Since cellular proliferation is reflected by tissue growth and development, endometrial thickness and/or volume is likely to depend on the rate of cell proliferation at specific reproductive stages. In fact, several studies have demonstrated a positive association between pregnancy rate and endometrial volume and/or thickness [38, 39]. Thus, these observations are in agreement with our data showing reduced cell proliferation in reproductive failures. On the other hand, several studies did not observe any association between endometrial volume or endometrial thickness and pregnancy outcome [16, 40]. These discrepancies are likely due to different timing and treatments applied before measurement of endometrial volume or thickness. Therefore, more detailed and uniformed studies should be performed to determine the role of endometrial cell proliferation, volume and thickness in reproductive failure.
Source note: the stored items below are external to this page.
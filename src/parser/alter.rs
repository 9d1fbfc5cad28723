//! Recursive-descent parser for MySQL ALTER TABLE statements.

use super::lexer::{Lexer, Spanned, Token};
use crate::meta::{ActionDetail, ActionKind, AlterAction, AlterOperation, GeneratedKind};
use thiserror::Error;

#[derive(Debug, Error, PartialEq)]
pub enum ParseError {
    #[error("no ALTER TABLE statements found")]
    NoAlterStatements,
    #[error("no supported ALTER actions found in statement: {0}")]
    NoSupportedActions(String),
    #[error("Expected {expected}, found {found}")]
    Expected { expected: String, found: String },
    #[error("Unexpected end of input")]
    UnexpectedEof,
}

/// Parse a script into its ALTER TABLE operations. Other statements are skipped.
pub fn parse(sql: &str) -> Result<Vec<AlterOperation>, ParseError> {
    let tokens = Lexer::new(sql).tokenize();
    let mut parser = Parser::new(sql, tokens);
    let operations = parser.parse()?;
    if operations.is_empty() {
        return Err(ParseError::NoAlterStatements);
    }
    Ok(operations)
}

/// Parsed column definition
#[derive(Debug, Default)]
struct ColumnDef {
    name: String,
    column_type: String,
    not_null: bool,
    default_value: Option<String>,
    auto_increment: bool,
    generated: Option<GeneratedKind>,
}

impl ColumnDef {
    fn into_detail(self, position: String) -> ActionDetail {
        ActionDetail {
            column_name: self.name,
            column_type: self.column_type,
            is_nullable: Some(!self.not_null),
            default_value: self.default_value,
            position,
            is_auto_increment: self.auto_increment,
            generated_type: self.generated,
            ..Default::default()
        }
    }
}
In the present study, we demonstrated that vascularization of endometrium was similar for controls and women with reproductive failure, indicating a limited role of blood vessel function in implantation failure. In agreement to our study, Plaisier et al also showed no difference in vascularisation on the maternal side of implantation, namely decidualized endometrial stromal cells, in cases with missed abortions compared to controls, while they were able to demonstrated differences in receptors of growth factors in decidua parietalis and basalis at the time of missed abortion [41]. Although the importance of angiogenesis for implantation, and normal uterine and placental function is well recognized [16, 42, 43], the role of inadequate vascularization or blood flow in implantation failure has not been investigated in detail. Inconsistent results of impact of uterine blood flow in implantation failure measured by ultrasound technologies were obtained [16, 17]. For example, using ultrasound techniques [44], reduced endometrial and subendometrial 'perfusion' has been demonstrated which suggests a reduced vascularity in women with unexplained subferitility, irrespective of E2 and progesterone levels. In contrast, Ng et al. [45, 46] did not find any association between infertility and blood flow measured via ultrasound techniques. These latest results are in agreement with our studies, since we did not observe changes in blood vessel density in reproductive failure subjects. The discrepancies of results in studies cited above are likely due to different techniques (ultrasound vs. immunohistochemisty and image analysis), different population and/or study design used in these experiments. Since human studies are restricted in their design, the studies performed in human tissue are limited in their character, therefore we were only able to look at the intrinsic endometrial regulation of women with reproductive failure at the protein level. Thus, additional studies should be performed to determine mRNA and protein expression especially for genes regulating cell proliferation in endometrium from women with and without reproductive failure.

Conclusion

In summary, we demonstrate a decrease in cell proliferation in endometrial tissues from the mid-secretory phase in women with reproductive failure compared to healthy controls. However, vascularisation in endometrium was similar for the examined groups. We therefore hypothesize that adequate endometrial growth is a critical factor contributing to the success of implantation, as well as further continuation of an established pregnancy. Our results help to better understand the underlying pathomechanism of reproductive failure and may contribute to a discovery of marker(s) which can be used to predict successful vs. non-successful pregnancy.